Le tramway arrivait à son terminus. Nous descendions en donnant l’impression aux autres voyageurs que nous étions familiers du lieu. Pourtant, juchée sur ses hauts talons, avec ses vêtements luxueux, Jeanne jurait au milieu de ce petit monde gris, mal fagoté, dont la tristesse suintait par tous les pores de la peau de cette cohorte de mal nourri. Il me fallait vite trouver un téléphone pour joindre Sacha à son bureau. Tout mon plan reposait sur ses épaules. La cité, avec ses barres parallèles, ressemblait à un alignement de sinistres clapiers bordé d’arbres rachitiques poussant sur des plaques d’herbe rare. Plus rare encore, les cabines téléphoniques, je commençais à m’inquiéter. Jeanne accrochée à mon bras me suivait sans piper mot. Sur une portion de terre battue des gamins frappaient dans un ballon de cuir dégonflé. « Vous parlez bien l’allemand je suppose ? » Jeanne me répondait que oui. « Et vous avez des dollars... » Son bien sûr m’indiquait qu’elle devait en posséder un beau paquet. Je l’entrainais vers l’aire de jeu. Le plus petit des gamins, un rouquin, qui faisait office de gardien de but entre deux poubelles, nous regardait nous approcher avec un regard où se mêlait crainte et intérêt.
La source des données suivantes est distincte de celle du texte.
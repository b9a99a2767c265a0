// Web server: Axum transport for the analysis pipeline.
//
// Thin plumbing: JSON in, JSON out. All scoring happens in the pipeline.
// CORS is wide open so browser extensions on any origin can call it.

use std::sync::Arc;

use anyhow::Result;
use axum::http::{header, Method, StatusCode};
use axum::response::{IntoResponse, Response};
use axum::routing::{get, post};
use axum::Router;
use chrono::Utc;
use tower_http::cors::{Any, CorsLayer};
use tower_http::trace::TraceLayer;
use tracing::info;

use crate::pipeline::CredibilityPipeline;

pub mod handlers;

/// Shared application state threaded through all Axum handlers.
#[derive(Clone)]
pub struct AppState {
    pub pipeline: Arc<CredibilityPipeline>,
    /// RFC 3339 server start time
    pub started_at: String,
}

impl AppState {
    pub fn new(pipeline: CredibilityPipeline) -> Self {
        Self {
            pipeline: Arc::new(pipeline),
            started_at: Utc::now().to_rfc3339(),
        }
    }
}

/// Start the Axum web server and block until it exits.
pub async fn run_server(pipeline: CredibilityPipeline, port: u16, bind: &str) -> Result<()> {
    let app = build_router(AppState::new(pipeline));

    let addr = format!("{bind}:{port}");
    info!("Credence API listening on http://{addr}");

    let listener = tokio::net::TcpListener::bind(&addr).await?;
    axum::serve(listener, app).await?;
    Ok(())
}

pub fn build_router(state: AppState) -> Router {
    Router::new()
        .route("/", get(handlers::status::root))
        .route("/health", get(handlers::status::health))
        .route("/analyze", post(handlers::analyze::analyze))
        .layer(
            CorsLayer::new()
                .allow_origin(Any)
                .allow_methods([Method::GET, Method::POST, Method::OPTIONS])
                .allow_headers([header::CONTENT_TYPE, header::AUTHORIZATION]),
        )
        .layer(TraceLayer::new_for_http())
        .with_state(state)
}

/// Typed JSON error response helper.
pub fn api_error(status: StatusCode, message: &str) -> Response {
    (status, axum::Json(serde_json::json!({ "error": message }))).into_response()
}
Je briffais Jeanne « Vous allez lui proposer de l’argent pour qu’il s’achète un nouveau ballon en échange d’un petit service... Nous conduire chez un médecin. » Jeanne marmonnait étonnée « Qu’allons-nous aller faire chez un médecin ? » Je raillais « Voir si vous êtes enceinte des œuvres de votre beau Wladimir ! » Avant qu’elle ne se fâche vraiment j’ajoutais « nous allons téléphoner à mon ami Sacha. »
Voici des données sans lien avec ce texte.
// Credence: credibility scoring for social-media posts
//
// This is the library root. Each module corresponds to a stage of the
// analysis pipeline; `pipeline` wires them together.

pub mod config;
pub mod media;
pub mod output;
pub mod pipeline;
pub mod scoring;
pub mod sentiment;
pub mod signals;
pub mod status;

#[cfg(feature = "web")]
pub mod web;
// Canonical lexicons for text signal extraction.
//
// Two sets of phrase lists exist for this domain in the wild; these are the
// superset chosen as the stable API. Changing an entry changes scores, so
// additions should come with a test in tests/unit_signals.rs.

/// Phrases that indicate the post cites a source.
pub const SOURCE_PHRASES: [&str; 8] = [
    "source:",
    "according to",
    "study",
    "research",
    "report",
    "university",
    "professor",
    "data shows",
];

/// Clickbait phrases. "you won't believe" is matched by pattern so
/// "wont" and typographic apostrophes also count.
pub const CLICKBAIT_PHRASES: [&str; 6] = [
    "shocking",
    "unbelievable",
    "you won't believe",
    "must see",
    "breaking:",
    "click here",
];

/// Phrases typical of misinformation and scams. Each costs 15 points.
pub const SUSPICIOUS_WORDS: [&str; 6] = [
    "miracle",
    "secret",
    "they don't want you to know",
    "doctors hate",
    "one weird trick",
    "scam",
];

/// Words typical of careful, sourced writing. Each adds 8 points.
pub const RELIABLE_WORDS: [&str; 8] = [
    "study",
    "research",
    "university",
    "professor",
    "journal",
    "official",
    "confirmed",
    "data",
];

/// Count the distinct lexicon entries contained in `text_lower`.
///
/// Substring containment, not tokenized matching: "researchers" counts
/// as "research". Each entry counts at most once.
pub fn count_distinct(text_lower: &str, lexicon: &[&str]) -> usize {
    lexicon
        .iter()
        .filter(|entry| text_lower.contains(*entry))
        .count()
}
// Inbound request and its validation.

use serde::{Deserialize, Serialize};
use thiserror::Error;

/// Longest accepted post text, in characters.
pub const MAX_TEXT_CHARS: usize = 5000;

/// Rejections that happen before the pipeline runs.
#[derive(Debug, Clone, PartialEq, Eq, Error)]
pub enum InputError {
    #[error("Tweet text is required")]
    EmptyText,
    #[error("Tweet text too long ({len} characters, max {max})")]
    TextTooLong { len: usize, max: usize },
}

/// A single analysis call.
#[derive(Debug, Clone, Default, Serialize, Deserialize)]
pub struct AnalysisRequest {
    #[serde(default)]
    pub text: String,
    /// Image URLs; only the first is analyzed
    #[serde(default)]
    pub images: Vec<String>,
    /// Accepted for compatibility, not analyzed
    #[serde(default)]
    pub video_url: Option<String>,
}

impl AnalysisRequest {
    pub fn text(text: impl Into<String>) -> Self {
        Self {
            text: text.into(),
            ..Default::default()
        }
    }

    pub fn with_image(mut self, url: impl Into<String>) -> Self {
        self.images.push(url.into());
        self
    }

    /// Reject blank text and text longer than MAX_TEXT_CHARS characters.
    pub fn validate(&self) -> Result<(), InputError> {
        if self.text.trim().is_empty() {
            return Err(InputError::EmptyText);
        }
        let len = self.text.chars().count();
        if len > MAX_TEXT_CHARS {
            return Err(InputError::TextTooLong {
                len,
                max: MAX_TEXT_CHARS,
            });
        }
        Ok(())
    }

    /// The image that will be analyzed, if any.
    pub fn first_image(&self) -> Option<&str> {
        self.images
            .first()
            .map(|s| s.trim())
            .filter(|s| !s.is_empty())
    }
}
Dans l’intervalle qui nous restait encore à franchir pour rejoindre le gamin aux taches de son Jeanne trouvait le temps de s’inquiéter. « Mais ils vont nous dénoncer » Je la rassurais « Pourquoi diable nous dénonceraient-ils ? Les gamins vont s’acheter un beau ballon et notre toubib empocher de quoi améliorer sérieusement l’ordinaire. Vous savez, ici, le patriotisme claironné par la propagande de leur bel Etat démocratique ne résiste pas aux beaux billets verts. Ils ont faim...» Les mains dans les poches le rouquin toisait Jeanne comme un petit coq. Les autres cessaient de jouer. Jeanne, dans un allemand rapide, exposait la transaction. Le petit mec tendait la main. Jeanne ouvrait son sac et sortait un billet de 20 dollars d’un beau portefeuille en cuir gold. Les yeux du rouquin s’écarquillaient. Je retenais la main de Jeanne. « Il nous conduit d’abord. Le paiement en port du » Jeanne traduisait. Le gamin lui empoignait la main et la tirait vivement. Elle se tordait les pieds mais le gamin accélérait. Après avoir contourné un long bâtiment de briques nous débouchâmes sur une petite place entourée de pavillons assez coquets. « Dites-lui que nous doublons la mise s’il nous attend. » Jeanne transmettait. Le gamin souriait dévoilant une denture chaotique. Nous étions devant un portillon donnant sur un jardinet. Le gamin sonnait. Une vieille femme en blouse noire entrouvrait la porte. Le gamin s’expliquait. Au fur et à mesure de ses explications les yeux de la bonne femme s’écarquillaient. Avant même qu’il en eut fini elle ouvrait brusquement la porte et nous faisait signe d’entrer. Le rouquin restait dehors. Le hall empestait le désinfectant. Jeanne profitait d’un miroir pour remettre de l’ordre dans sa coiffure. La vieille nous introduisait dans un salon dont les fauteuils étaient recouverts de housses. En dépit de son invitation à nous asseoir nous restions debout. « Dis-lui qu’elle nous mène de suite chez le toubib ! » Jeanne n’eut pas le temps de traduire, la bonne femme répliquait « J’ai compris, suivez-moi... »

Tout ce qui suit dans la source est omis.